Look through the entries below and count every line in which "InvalidAmount" appears; reply with the number only.

(Stored data entries)
Start of Block
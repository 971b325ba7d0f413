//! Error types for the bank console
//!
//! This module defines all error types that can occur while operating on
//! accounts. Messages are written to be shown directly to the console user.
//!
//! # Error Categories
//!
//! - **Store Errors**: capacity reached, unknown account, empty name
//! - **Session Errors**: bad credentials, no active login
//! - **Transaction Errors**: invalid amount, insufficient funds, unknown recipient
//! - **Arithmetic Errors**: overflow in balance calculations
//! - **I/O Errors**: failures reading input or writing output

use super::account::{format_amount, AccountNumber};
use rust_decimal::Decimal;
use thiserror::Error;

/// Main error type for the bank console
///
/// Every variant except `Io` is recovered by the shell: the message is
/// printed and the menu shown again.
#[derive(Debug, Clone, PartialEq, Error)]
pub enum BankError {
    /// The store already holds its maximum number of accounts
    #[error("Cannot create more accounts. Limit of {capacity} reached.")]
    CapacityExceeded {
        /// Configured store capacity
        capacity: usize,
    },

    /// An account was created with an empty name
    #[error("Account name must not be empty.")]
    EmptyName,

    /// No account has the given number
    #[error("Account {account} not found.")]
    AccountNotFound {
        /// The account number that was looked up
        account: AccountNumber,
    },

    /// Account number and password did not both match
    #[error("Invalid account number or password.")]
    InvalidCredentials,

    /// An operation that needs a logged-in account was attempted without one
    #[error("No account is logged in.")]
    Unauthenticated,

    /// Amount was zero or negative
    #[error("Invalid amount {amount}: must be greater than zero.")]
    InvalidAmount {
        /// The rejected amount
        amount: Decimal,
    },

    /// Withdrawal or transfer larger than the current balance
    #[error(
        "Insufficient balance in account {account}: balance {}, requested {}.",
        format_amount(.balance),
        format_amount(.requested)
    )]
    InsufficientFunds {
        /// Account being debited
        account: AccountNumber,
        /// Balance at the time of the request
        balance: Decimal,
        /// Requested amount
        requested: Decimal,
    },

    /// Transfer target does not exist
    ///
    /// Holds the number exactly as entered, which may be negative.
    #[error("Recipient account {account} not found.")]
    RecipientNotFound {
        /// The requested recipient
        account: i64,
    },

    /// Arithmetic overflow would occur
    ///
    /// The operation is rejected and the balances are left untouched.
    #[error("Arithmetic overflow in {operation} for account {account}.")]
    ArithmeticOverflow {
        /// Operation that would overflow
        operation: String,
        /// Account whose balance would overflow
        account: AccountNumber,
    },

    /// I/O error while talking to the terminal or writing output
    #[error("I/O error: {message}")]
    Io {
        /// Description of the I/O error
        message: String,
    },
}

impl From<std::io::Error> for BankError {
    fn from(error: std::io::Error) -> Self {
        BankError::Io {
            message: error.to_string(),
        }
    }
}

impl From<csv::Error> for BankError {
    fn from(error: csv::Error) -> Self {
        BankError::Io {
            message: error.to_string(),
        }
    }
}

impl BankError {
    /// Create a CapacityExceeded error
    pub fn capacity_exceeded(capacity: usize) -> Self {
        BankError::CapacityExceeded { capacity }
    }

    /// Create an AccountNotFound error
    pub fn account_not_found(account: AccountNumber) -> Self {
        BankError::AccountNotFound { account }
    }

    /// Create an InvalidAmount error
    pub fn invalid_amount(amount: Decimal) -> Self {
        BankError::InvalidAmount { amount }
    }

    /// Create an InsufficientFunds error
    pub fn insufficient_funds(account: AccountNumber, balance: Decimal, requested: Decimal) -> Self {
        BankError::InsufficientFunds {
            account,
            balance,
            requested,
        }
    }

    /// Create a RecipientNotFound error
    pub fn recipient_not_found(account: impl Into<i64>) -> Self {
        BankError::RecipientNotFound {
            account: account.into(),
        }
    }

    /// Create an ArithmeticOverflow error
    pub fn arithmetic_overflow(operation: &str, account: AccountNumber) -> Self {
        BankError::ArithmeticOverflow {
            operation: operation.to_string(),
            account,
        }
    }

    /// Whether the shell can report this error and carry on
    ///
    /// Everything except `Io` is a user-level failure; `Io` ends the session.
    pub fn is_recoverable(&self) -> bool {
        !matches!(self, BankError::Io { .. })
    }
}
End of Block
Start of Block
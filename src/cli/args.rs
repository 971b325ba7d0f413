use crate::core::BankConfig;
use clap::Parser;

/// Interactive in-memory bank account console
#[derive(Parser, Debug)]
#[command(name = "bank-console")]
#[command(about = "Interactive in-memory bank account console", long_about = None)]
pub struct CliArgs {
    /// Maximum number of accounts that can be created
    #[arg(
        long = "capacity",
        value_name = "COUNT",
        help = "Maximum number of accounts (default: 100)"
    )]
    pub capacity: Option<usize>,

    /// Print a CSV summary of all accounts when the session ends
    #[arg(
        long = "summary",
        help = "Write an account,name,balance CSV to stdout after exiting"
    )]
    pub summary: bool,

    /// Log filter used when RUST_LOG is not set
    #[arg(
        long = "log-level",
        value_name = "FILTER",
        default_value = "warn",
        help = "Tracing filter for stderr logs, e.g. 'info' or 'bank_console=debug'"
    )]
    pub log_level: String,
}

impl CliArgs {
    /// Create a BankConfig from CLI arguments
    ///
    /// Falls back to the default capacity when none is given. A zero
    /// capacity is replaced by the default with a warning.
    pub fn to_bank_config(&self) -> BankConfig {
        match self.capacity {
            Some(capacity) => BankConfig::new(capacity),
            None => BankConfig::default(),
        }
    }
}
End of Block
TASK SOLUTION — 3